Entries supplied:
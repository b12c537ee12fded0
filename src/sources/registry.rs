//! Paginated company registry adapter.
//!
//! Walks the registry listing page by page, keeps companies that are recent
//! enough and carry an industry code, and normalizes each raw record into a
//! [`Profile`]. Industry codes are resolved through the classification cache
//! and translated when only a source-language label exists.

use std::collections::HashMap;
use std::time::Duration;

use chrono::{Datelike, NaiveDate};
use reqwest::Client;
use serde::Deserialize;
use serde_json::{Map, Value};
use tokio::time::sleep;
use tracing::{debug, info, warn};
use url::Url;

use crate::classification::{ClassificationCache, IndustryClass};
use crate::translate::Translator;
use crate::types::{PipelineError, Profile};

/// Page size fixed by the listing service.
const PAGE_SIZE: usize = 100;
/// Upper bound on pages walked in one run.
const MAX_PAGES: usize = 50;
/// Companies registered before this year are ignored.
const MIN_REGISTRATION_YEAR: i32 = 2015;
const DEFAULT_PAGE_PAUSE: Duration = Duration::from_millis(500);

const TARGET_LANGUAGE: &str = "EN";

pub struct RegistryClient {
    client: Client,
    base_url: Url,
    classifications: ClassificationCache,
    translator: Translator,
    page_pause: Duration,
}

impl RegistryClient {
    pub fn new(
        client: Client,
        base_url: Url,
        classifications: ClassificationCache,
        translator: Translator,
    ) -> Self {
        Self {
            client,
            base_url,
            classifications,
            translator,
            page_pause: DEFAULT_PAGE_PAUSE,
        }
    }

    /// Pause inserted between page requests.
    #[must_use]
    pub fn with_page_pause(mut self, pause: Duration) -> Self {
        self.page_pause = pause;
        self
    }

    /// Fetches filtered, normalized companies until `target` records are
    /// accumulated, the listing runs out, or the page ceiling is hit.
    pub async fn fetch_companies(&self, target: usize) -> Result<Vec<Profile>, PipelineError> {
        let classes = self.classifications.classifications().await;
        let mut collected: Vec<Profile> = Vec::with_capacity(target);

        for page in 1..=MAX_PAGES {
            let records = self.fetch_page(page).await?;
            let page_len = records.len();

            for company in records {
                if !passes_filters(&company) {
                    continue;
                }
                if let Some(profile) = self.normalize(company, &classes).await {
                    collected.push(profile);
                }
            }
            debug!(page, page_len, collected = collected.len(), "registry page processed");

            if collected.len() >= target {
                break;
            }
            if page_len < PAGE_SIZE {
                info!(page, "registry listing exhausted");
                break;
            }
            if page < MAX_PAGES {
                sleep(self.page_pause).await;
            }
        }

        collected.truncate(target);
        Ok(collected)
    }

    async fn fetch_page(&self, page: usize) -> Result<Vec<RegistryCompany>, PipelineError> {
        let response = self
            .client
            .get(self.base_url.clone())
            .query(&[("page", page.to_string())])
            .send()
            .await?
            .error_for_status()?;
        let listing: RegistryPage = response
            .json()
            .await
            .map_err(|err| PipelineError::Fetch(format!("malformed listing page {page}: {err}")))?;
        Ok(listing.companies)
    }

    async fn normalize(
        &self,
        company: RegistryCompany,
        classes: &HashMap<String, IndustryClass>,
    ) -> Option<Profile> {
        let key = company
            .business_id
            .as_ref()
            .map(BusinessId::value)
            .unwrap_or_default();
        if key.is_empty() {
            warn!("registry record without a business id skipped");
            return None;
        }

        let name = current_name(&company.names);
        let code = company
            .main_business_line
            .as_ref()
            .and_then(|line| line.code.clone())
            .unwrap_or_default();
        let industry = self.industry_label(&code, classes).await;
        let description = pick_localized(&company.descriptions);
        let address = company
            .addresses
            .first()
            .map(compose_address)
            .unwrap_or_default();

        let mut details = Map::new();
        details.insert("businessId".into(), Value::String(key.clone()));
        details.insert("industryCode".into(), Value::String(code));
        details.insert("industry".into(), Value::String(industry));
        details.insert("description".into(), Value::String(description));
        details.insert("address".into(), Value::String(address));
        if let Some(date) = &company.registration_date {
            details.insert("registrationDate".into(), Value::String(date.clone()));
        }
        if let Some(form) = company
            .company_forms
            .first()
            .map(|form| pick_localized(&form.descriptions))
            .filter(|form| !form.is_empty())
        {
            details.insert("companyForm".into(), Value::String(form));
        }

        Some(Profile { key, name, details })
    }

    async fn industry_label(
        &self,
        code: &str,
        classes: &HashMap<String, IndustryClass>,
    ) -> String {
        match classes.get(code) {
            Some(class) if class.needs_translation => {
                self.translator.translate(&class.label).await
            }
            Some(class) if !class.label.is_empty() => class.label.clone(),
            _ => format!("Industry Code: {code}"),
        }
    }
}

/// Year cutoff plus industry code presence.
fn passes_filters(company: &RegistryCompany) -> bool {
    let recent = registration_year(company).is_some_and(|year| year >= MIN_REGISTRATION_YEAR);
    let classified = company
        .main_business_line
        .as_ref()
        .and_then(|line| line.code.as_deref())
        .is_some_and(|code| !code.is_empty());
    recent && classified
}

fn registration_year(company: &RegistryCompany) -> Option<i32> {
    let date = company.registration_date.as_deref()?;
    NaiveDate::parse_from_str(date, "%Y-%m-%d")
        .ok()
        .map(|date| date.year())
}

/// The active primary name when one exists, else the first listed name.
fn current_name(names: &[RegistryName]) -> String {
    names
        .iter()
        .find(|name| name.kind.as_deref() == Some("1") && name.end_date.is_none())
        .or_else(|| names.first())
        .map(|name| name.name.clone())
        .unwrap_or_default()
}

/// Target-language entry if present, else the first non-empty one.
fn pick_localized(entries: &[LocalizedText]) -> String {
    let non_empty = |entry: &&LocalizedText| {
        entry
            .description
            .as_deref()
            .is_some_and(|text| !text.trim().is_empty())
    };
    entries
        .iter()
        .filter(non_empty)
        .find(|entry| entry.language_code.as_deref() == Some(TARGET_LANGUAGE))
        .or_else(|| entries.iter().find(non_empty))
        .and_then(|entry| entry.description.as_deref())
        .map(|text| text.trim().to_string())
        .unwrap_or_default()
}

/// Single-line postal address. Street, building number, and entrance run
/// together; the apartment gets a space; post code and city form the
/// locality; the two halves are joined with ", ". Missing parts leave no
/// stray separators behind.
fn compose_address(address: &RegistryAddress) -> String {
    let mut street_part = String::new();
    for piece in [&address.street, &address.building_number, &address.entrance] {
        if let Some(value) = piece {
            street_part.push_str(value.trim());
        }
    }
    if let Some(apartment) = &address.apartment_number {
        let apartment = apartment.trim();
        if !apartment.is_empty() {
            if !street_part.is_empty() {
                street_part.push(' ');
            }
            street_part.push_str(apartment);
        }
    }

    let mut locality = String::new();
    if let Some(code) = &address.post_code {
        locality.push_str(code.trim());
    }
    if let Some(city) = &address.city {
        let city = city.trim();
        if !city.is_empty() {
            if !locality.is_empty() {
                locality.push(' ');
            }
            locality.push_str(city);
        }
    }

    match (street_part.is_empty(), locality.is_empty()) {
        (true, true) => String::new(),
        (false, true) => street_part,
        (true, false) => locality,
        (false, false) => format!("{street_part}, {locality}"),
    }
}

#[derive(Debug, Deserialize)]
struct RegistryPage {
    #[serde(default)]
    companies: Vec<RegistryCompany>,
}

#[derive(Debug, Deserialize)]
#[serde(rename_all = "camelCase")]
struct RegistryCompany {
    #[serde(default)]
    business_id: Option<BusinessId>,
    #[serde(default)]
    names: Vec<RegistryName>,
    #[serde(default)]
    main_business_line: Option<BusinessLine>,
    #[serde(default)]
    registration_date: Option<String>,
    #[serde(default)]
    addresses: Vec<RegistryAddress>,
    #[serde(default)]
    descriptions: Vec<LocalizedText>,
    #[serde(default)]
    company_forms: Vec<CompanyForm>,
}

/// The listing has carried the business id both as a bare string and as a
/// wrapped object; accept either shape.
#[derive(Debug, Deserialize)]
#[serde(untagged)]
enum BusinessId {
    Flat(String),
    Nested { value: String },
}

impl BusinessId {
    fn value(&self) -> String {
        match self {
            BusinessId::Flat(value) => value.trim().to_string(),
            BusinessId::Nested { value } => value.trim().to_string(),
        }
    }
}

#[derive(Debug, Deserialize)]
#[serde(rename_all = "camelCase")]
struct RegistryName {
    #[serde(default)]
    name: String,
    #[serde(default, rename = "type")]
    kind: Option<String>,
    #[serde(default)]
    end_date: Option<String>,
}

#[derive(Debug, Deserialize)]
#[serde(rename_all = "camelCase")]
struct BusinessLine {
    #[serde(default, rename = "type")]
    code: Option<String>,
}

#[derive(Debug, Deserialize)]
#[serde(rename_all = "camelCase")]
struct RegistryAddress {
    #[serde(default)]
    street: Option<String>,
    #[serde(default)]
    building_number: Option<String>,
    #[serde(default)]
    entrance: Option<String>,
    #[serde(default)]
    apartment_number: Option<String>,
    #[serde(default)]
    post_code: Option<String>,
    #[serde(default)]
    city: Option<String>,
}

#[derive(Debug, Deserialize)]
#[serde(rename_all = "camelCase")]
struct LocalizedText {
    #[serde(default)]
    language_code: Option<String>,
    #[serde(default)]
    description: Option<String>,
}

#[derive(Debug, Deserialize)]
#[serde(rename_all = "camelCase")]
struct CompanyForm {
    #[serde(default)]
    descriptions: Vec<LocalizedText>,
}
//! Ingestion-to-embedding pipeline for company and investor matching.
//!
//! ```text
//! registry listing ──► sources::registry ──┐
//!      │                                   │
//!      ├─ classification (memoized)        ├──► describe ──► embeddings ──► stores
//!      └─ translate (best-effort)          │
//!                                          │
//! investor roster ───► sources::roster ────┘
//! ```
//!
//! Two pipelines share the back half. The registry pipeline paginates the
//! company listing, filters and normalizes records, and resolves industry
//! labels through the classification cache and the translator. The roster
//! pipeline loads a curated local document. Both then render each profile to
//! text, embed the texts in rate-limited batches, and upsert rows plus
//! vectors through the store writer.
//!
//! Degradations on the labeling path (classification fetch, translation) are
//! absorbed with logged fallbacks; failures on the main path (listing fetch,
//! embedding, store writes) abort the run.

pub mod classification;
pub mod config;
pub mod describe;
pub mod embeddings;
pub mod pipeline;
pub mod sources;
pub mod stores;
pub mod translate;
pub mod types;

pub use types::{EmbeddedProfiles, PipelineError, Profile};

...

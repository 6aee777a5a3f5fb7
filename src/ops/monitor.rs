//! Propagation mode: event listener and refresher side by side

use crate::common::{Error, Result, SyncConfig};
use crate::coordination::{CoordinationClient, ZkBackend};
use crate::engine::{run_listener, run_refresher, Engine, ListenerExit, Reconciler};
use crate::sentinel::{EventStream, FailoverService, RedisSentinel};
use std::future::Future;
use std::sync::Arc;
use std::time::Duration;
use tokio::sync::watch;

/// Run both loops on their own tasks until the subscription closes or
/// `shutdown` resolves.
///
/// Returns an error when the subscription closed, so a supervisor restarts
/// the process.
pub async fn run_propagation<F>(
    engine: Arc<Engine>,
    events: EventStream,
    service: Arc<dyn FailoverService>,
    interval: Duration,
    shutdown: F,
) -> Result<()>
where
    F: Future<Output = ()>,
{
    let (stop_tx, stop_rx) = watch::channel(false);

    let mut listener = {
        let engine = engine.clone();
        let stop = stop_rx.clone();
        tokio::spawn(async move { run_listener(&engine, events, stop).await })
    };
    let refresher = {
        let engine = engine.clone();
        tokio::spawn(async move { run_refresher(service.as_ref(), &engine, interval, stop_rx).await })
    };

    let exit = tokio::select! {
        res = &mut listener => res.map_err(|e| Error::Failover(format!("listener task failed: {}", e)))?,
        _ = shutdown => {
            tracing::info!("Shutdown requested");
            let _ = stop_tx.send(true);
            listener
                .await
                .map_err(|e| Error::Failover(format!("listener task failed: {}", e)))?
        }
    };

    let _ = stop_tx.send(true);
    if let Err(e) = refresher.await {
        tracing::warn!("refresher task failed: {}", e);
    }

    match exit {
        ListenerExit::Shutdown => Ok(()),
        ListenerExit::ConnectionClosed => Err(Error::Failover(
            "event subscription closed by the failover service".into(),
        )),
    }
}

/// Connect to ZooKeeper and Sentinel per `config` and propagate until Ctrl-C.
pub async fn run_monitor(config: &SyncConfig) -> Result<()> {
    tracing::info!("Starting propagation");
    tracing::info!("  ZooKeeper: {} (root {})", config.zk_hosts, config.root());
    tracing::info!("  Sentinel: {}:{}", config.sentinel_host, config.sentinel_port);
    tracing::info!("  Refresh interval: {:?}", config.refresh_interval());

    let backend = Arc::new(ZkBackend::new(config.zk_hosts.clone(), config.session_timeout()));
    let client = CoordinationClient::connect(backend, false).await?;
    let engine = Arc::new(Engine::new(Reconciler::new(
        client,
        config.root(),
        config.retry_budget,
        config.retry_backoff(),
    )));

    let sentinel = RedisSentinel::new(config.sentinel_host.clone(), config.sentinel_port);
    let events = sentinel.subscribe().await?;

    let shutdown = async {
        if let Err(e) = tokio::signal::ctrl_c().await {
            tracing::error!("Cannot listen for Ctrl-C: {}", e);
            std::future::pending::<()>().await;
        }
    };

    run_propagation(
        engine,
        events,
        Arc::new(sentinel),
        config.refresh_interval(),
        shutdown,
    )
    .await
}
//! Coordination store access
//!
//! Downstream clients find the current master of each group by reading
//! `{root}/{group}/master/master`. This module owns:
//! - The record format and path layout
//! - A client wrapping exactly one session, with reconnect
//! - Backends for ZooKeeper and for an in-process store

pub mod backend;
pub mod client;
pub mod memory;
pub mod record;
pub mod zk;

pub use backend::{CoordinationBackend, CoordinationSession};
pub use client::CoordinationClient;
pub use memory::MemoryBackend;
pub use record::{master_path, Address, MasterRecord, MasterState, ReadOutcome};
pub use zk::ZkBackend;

Task:
The entries above hold the needed span. Transcribe exactly the lines from the one with "repository b12c537ee12fded0" to the one with "const MAX_PAGES: usize = 50;", both included.

Written reply:
repository b12c537ee12fded0
filename src/sources/registry.rs
//! Paginated company registry adapter.
//!
//! Walks the registry listing page by page, keeps companies that are recent
//! enough and carry an industry code, and normalizes each raw record into a
//! [`Profile`]. Industry codes are resolved through the classification cache
//! and translated when only a source-language label exists.

use std::collections::HashMap;
use std::time::Duration;

use chrono::{Datelike, NaiveDate};
use reqwest::Client;
use serde::Deserialize;
use serde_json::{Map, Value};
use tokio::time::sleep;
use tracing::{debug, info, warn};
use url::Url;

use crate::classification::{ClassificationCache, IndustryClass};
use crate::translate::Translator;
use crate::types::{PipelineError, Profile};

/// Page size fixed by the listing service.
const PAGE_SIZE: usize = 100;
/// Upper bound on pages walked in one run.
const MAX_PAGES: usize = 50;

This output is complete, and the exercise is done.